Daniel J. Verbanac – President, Integrys Energy Services, Inc.: Sure, with the headwinds that already have been mentioned certainly getting to the mid-point on the Integrys Energy Services guidance range we provided in February will be a challenge but there are certainly some positive items that will assist in pushing us towards the range. On Slide 36, it talks about the variances from quarter-to-quarter there were some timing issues that hit in the first quarter of 2012 that will reverse out later this year. Second the new aggregation loan that we are bringing on in Illinois really won’t start hitting the books until the end of the second quarter and third quarter of this year. Then on Slide 28, although delivered volumes were down slightly in the first quarter of 2012 on the gas side that was primarily driven by weather. Contracted volumes were up as Charlie mentioned for remainder of 2012. In the third quarter of last year, we talked about entering the Mid-Atlantic gas market, and we have entered that region and now have gotten our licenses and have started putting some new business on in the Mid-Atlantic region, and then recently we received a license to sell power in Pepco service territory in Pennsylvania, so that’s another growth area we are looking at in 2012. So all those things combined, we think give us a chance to hit our guidance that we put out in February of this year.

Ali Agha – SunTrust: Sort of longer term, I know in the past you guys talked about you are looking at maybe yet 5% to 7% growth from this business, but more backend loaded. Have any of those parameters changed? You still think that’s the longer term growth and are you still comfortable that you’ll get it even though it’ll be backend loaded?

Joseph P. O’Leary – SVP and CFO: Yes. Ali, we have put plans in place that get us to 6% to 8% growth over that time period that we had outlined based on 2011. Part of that as we came out of restructuring a few years ago as a retail-only marketing company, we had certain return expectations going forward, and we did expect to lose some larger customers lower margin, and we did both on the gas and power side. On the gas side, that happened primarily at the end of 2010 and in 2011. On the power side coincidentally, we lost some of those customers right at the end of 2011. But going forward, we’re targeting customers where we can add value to the bottom line and get the returns that we expect from this business going forward and we’ve got plans in place that we think will get us there by 2015.

Ali Agha – SunTrust: One last question Joe for you. I think you alluded to in the numbers there were some tax benefit that you accrued or booked in the first quarter. Can you just elaborate on that? Your effective tax rate looked like around just 32.4% in the quarter, what should we be looking at for the full year 2012?

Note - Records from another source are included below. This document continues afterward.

//! Operator tooling behind the CLI and the admin API

pub mod dataloss;
pub mod metadata;
pub mod track;

pub use dataloss::DatalossReport;
pub use metadata::MetadataReport;
pub use track::{accept_dataloss, remove_repository, track_repository};
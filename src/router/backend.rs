//! Backend node seam
//!
//! The wire protocol to backends is out of scope; everything the router
//! needs from a storage node goes through [`BackendNode`]. Production
//! wiring plugs a transport client in here; tests plug in an in-process
//! double.

use crate::common::{Error, Result};
use crate::router::voting::VoterHandle;
use crate::store::ChangeType;
use async_trait::async_trait;
use bytes::Bytes;
use std::collections::HashMap;
use std::sync::Arc;
use tokio::sync::{OwnedSemaphorePermit, Semaphore};

/// Concurrent RPC streams per backend connection pool
const DEFAULT_STREAMS_PER_STORAGE: usize = 16;

/// A request rewritten for one participant: the virtual-storage routing
/// key is replaced with the physical storage name and on-disk path.
#[derive(Debug, Clone)]
pub struct NodeRequest {
    pub storage: String,
    pub replica_path: String,
    pub operation: String,
    pub payload: Bytes,
    /// Present on mutators; lets the backend synchronize mid-RPC
    pub vote: Option<VoterHandle>,
}

#[derive(Debug, Clone)]
pub struct NodeResponse {
    pub payload: Bytes,
}

/// One backend storage node.
#[async_trait]
pub trait BackendNode: Send + Sync {
    /// Forward a client RPC. Mutators carry a vote handle the backend
    /// uses at its synchronization points.
    async fn forward(&self, req: NodeRequest) -> Result<NodeResponse>;

    /// Bring the local replica to the source's state (create or update).
    async fn replicate(&self, source_storage: &str, replica_path: &str) -> Result<()>;

    /// Remove the on-disk repository. Removing a missing repository
    /// succeeds.
    async fn remove_repository(&self, replica_path: &str) -> Result<()>;

    /// Atomic on-disk rename.
    async fn rename_repository(&self, old_path: &str, new_path: &str) -> Result<()>;

    /// Run a housekeeping task that does not affect the generation.
    async fn housekeeping(&self, replica_path: &str, task: ChangeType) -> Result<()>;

    /// Liveness probe.
    async fn ping(&self) -> Result<()>;
}

struct NodeHandle {
    client: Arc<dyn BackendNode>,
    address: String,
    streams: Arc<Semaphore>,
}

/// A checked-out backend client plus its stream permit. The permit is
/// released when the slot drops, closing the stream slot.
pub struct NodeSlot {
    pub client: Arc<dyn BackendNode>,
    _permit: OwnedSemaphorePermit,
}

/// Registry of backend nodes keyed by `(virtual storage, storage)`,
/// with a per-storage cap on concurrent streams.
#[derive(Default)]
pub struct NodeManager {
    nodes: HashMap<(String, String), NodeHandle>,
}

impl NodeManager {
    pub fn new() -> Self {
        Self::default()
    }

    pub fn register(
        &mut self,
        virtual_storage: &str,
        storage: &str,
        address: &str,
        client: Arc<dyn BackendNode>,
    ) {
        self.nodes.insert(
            (virtual_storage.to_string(), storage.to_string()),
            NodeHandle {
                client,
                address: address.to_string(),
                streams: Arc::new(Semaphore::new(DEFAULT_STREAMS_PER_STORAGE)),
            },
        );
    }

    /// Check out a stream slot for a storage; suspends when the pool is
    /// exhausted.
    pub async fn checkout(&self, virtual_storage: &str, storage: &str) -> Result<NodeSlot> {
        let handle = self
            .nodes
            .get(&(virtual_storage.to_string(), storage.to_string()))
            .ok_or_else(|| {
                Error::Unavailable(format!(
                    "no backend registered for {}/{}",
                    virtual_storage, storage
                ))
            })?;
        let permit = handle
            .streams
            .clone()
            .acquire_owned()
            .await
            .map_err(|_| Error::Internal("backend stream pool closed".into()))?;
        Ok(NodeSlot {
            client: handle.client.clone(),
            _permit: permit,
        })
    }

    pub fn address(&self, virtual_storage: &str, storage: &str) -> Option<&str> {
        self.nodes
            .get(&(virtual_storage.to_string(), storage.to_string()))
            .map(|h| h.address.as_str())
    }

    /// Every registered `(virtual storage, storage)` pair.
    pub fn entries(&self) -> Vec<(String, String, Arc<dyn BackendNode>)> {
        let mut entries: Vec<(String, String, Arc<dyn BackendNode>)> = self
            .nodes
            .iter()
            .map(|((vs, storage), handle)| (vs.clone(), storage.clone(), handle.client.clone()))
            .collect();
        entries.sort_by(|a, b| (&a.0, &a.1).cmp(&(&b.0, &b.1)));
        entries
    }
}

Joseph P. O’Leary – SVP and CFO: With regards to the tax benefit, it had to do – it related to a state income tax issue associated with the sale of our oil and gas production business back around 2007, 2008 timeframe when we sold that business right after the merger. I think it’s about maybe $1.9 million and you find that in discontinued operations that’s the bulk of it. The rest of it is just you know, typically we’ve got changes in the mix of income within various state jurisdictions and that kind of affect our effective rates from time to time. Your other question was what we expect the effective rate to be? About where it’s at where you see at the end of the first quarter is probably a good idea of where we expect to be by the end of the year.